A segunda é a de que o PSDB ocupou o governo federal e não se sabe ao certo se o eleitor não pode também responsabiliza-lo por este cenário. Afinal, a rigor, teria tido condições de alterar as leis que sustentam este cenário. Além disto, cabe perguntar de que maneira os tucanos conseguirão se apoiar no discurso do combate a corrupção se o próprio partido foi aqueles com o maior número de políticos impedidos de concorrerem nestas eleições, além do próprio mensalão mineiro. Este, embora possa ser visto como menor do que o escândalo que envolve o PT, não contribuirá com a bandeira da idoneidade. Ademais, o argumento também está calcado na ideia de que são as formações das coligações e a consequente concessão de ministérios aos partidos aliados foi praticado pelo PSDB que formou alianças bastante contestáveis, como entre Fernando Henrique e Antonio Carlos Magalhães.

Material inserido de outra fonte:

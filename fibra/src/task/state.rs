use std::cell::Cell;

/// Lifecycle of a task as observed from the outside.
#[derive(Debug, Clone, Copy, PartialEq, Eq, Hash)]
pub enum TaskState {
    /// The task was handed to the scheduler but never polled.
    Created,

    /// The task body is being polled right now.
    Running,

    /// The task is waiting on a future, a `parallel` join, a sleep or its
    /// pending futures.
    Suspended,

    /// Body finished and all pending futures drained. Terminal.
    Completed,
}

/// Task state plus the `notified` bit. Only ever touched from the loop thread.
///
/// The `notified` bit means the task is sitting in the ready queue, or must be
/// put back into it as soon as the current poll returns. It is what lets us
/// tolerate wakes that race with suspension: a wake is never an error, it is
/// either submitted, coalesced or ignored.
#[derive(Debug)]
pub(crate) struct State {
    lifecycle: Cell<TaskState>,
    notified: Cell<bool>,
}

#[derive(Debug, Clone, Copy, PartialEq, Eq)]
pub(crate) enum TransitionToNotified {
    /// Caller must push the task onto the ready queue.
    Submit,

    /// Task is running or already queued, the wake folds into that.
    Coalesced,

    /// Task already completed.
    Ignored,
}

#[derive(Debug, Clone, Copy, PartialEq, Eq)]
pub(crate) enum TransitionToRunning {
    Success,
    Failed,
}

#[derive(Debug, Clone, Copy, PartialEq, Eq)]
pub(crate) enum TransitionToIdle {
    Ok,

    /// Task was woken while it was running and must be re-queued.
    OkNotified,
}

impl State {
    pub(crate) fn new() -> Self {
        Self {
            lifecycle: Cell::new(TaskState::Created),
            notified: Cell::new(false),
        }
    }

    pub(crate) fn load(&self) -> TaskState {
        self.lifecycle.get()
    }

    pub(crate) fn is_complete(&self) -> bool {
        self.lifecycle.get() == TaskState::Completed
    }

    pub(crate) fn transition_to_notified(&self) -> TransitionToNotified {
        match self.lifecycle.get() {
            TaskState::Completed => TransitionToNotified::Ignored,
            TaskState::Running => {
                self.notified.set(true);
                TransitionToNotified::Coalesced
            }
            TaskState::Created | TaskState::Suspended => match self.notified.replace(true) {
                true => TransitionToNotified::Coalesced,
                false => TransitionToNotified::Submit,
            },
        }
    }

    pub(crate) fn transition_to_running(&self) -> TransitionToRunning {
        match self.lifecycle.get() {
            TaskState::Running | TaskState::Completed => TransitionToRunning::Failed,
            TaskState::Created | TaskState::Suspended => {
                self.notified.set(false);
                self.lifecycle.set(TaskState::Running);
                TransitionToRunning::Success
            }
        }
    }

    pub(crate) fn transition_to_idle(&self) -> TransitionToIdle {
        debug_assert_eq!(self.lifecycle.get(), TaskState::Running);
        self.lifecycle.set(TaskState::Suspended);

        match self.notified.get() {
            true => TransitionToIdle::OkNotified,
            false => TransitionToIdle::Ok,
        }
    }

    pub(crate) fn transition_to_complete(&self) {
        self.notified.set(false);
        self.lifecycle.set(TaskState::Completed);
    }
}
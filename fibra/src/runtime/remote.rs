use crate::context;
use crate::task::Id;
use crossbeam_queue::SegQueue;
use std::fmt;
use std::sync::Arc;
use std::thread::Thread;

pub(crate) type Job = Box<dyn FnOnce() + Send + 'static>;

// The only part of the runtime other threads may touch. Wakes and jobs are
// queued lock-free and the loop thread is unparked, the loop drains both
// queues at the top of every iteration.
pub(crate) struct Injector {
    wakes: SegQueue<Id>,
    jobs: SegQueue<Job>,
    thread: Thread,
}

impl Injector {
    pub(crate) fn new(thread: Thread) -> Self {
        Self {
            wakes: SegQueue::new(),
            jobs: SegQueue::new(),
            thread,
        }
    }

    pub(crate) fn push_wake(&self, id: Id) {
        self.wakes.push(id);
        self.thread.unpark();
    }

    pub(crate) fn push_job(&self, job: Job) {
        self.jobs.push(job);
        self.thread.unpark();
    }

    pub(crate) fn pop_wake(&self) -> Option<Id> {
        self.wakes.pop()
    }

    pub(crate) fn pop_job(&self) -> Option<Job> {
        self.jobs.pop()
    }

    pub(crate) fn is_empty(&self) -> bool {
        self.wakes.is_empty() && self.jobs.is_empty()
    }
}

impl fmt::Debug for Injector {
    fn fmt(&self, f: &mut fmt::Formatter<'_>) -> fmt::Result {
        f.debug_struct("Injector")
            .field("wakes", &self.wakes.len())
            .field("jobs", &self.jobs.len())
            .field("thread", &self.thread.name())
            .finish()
    }
}

/// A `Send + Clone` handle to a runtime, usable from any thread.
///
/// This is how work done outside the loop thread reports back: the posted
/// closure runs on the loop thread, where it can resolve futures, start tasks
/// or touch scopes.
///
/// ```no_run
/// # #[fibra::main]
/// # async fn main() {
/// let remote = fibra::runtime::remote();
///
/// std::thread::spawn(move || {
///     let sum = (1..=10).sum::<u64>();
///     remote.post(move || println!("computed {sum} off the loop thread"));
/// });
/// # }
/// ```
///
/// Futures are resolved from other threads through
/// [`Resolver::into_remote`](crate::Resolver::into_remote), which is built on
/// top of this.
#[derive(Clone)]
pub struct Remote {
    injector: Arc<Injector>,
}

impl Remote {
    pub(crate) fn new(injector: Arc<Injector>) -> Self {
        Self { injector }
    }

    /// Runs `f` on the loop thread during its next iteration. If the runtime is
    /// gone by then, `f` is dropped without running.
    pub fn post<F>(&self, f: F)
    where
        F: FnOnce() + Send + 'static,
    {
        self.injector.push_job(Box::new(f));
    }
}

impl fmt::Debug for Remote {
    fn fmt(&self, f: &mut fmt::Formatter<'_>) -> fmt::Result {
        f.debug_struct("Remote").finish_non_exhaustive()
    }
}

/// Returns a [`Remote`] for the runtime of the current thread.
///
/// # Panics
///
/// Panics when called outside a runtime.
#[track_caller]
pub fn remote() -> Remote {
    context::with_core(|core| core.remote())
}

#[cfg(test)]
mod tests {
    use super::*;
    use crate as fibra;
    use anyhow::Result;
    use static_assertions::assert_impl_all;
    use std::sync::Mutex;
    use std::thread;

    assert_impl_all!(Remote: Send, Sync, Clone);
    assert_impl_all!(Injector: Send, Sync);

    #[fibra::test]
    async fn test_post_runs_on_loop_thread() -> Result<()> {
        let ran_on = Arc::new(Mutex::new(None));

        let remote = remote();
        let ran_on_clone = Arc::clone(&ran_on);
        thread::spawn(move || {
            remote.post(move || {
                *ran_on_clone.lock().unwrap() = Some(thread::current().id());
            });
        });

        while ran_on.lock().unwrap().is_none() {
            fibra::time::yield_now().await;
        }

        assert_eq!(*ran_on.lock().unwrap(), Some(thread::current().id()));
        Ok(())
    }
}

Assim, é fundamental que a oposição, notadamente o PSDB, dado que o DEM me parece muito mais enfraquecido neste momento, reorganize-se de forma a ter um discurso que atinja número maior de eleitores. Nisto, o Senador Álvaro Dias está correto. Porém, a “produção de mensalões” não parece ser o argumento que vai ajudar o partido. Como disse Fernando Henrique, o PSDB realmente precisa de renovação. E não só de quadros, mas de discurso.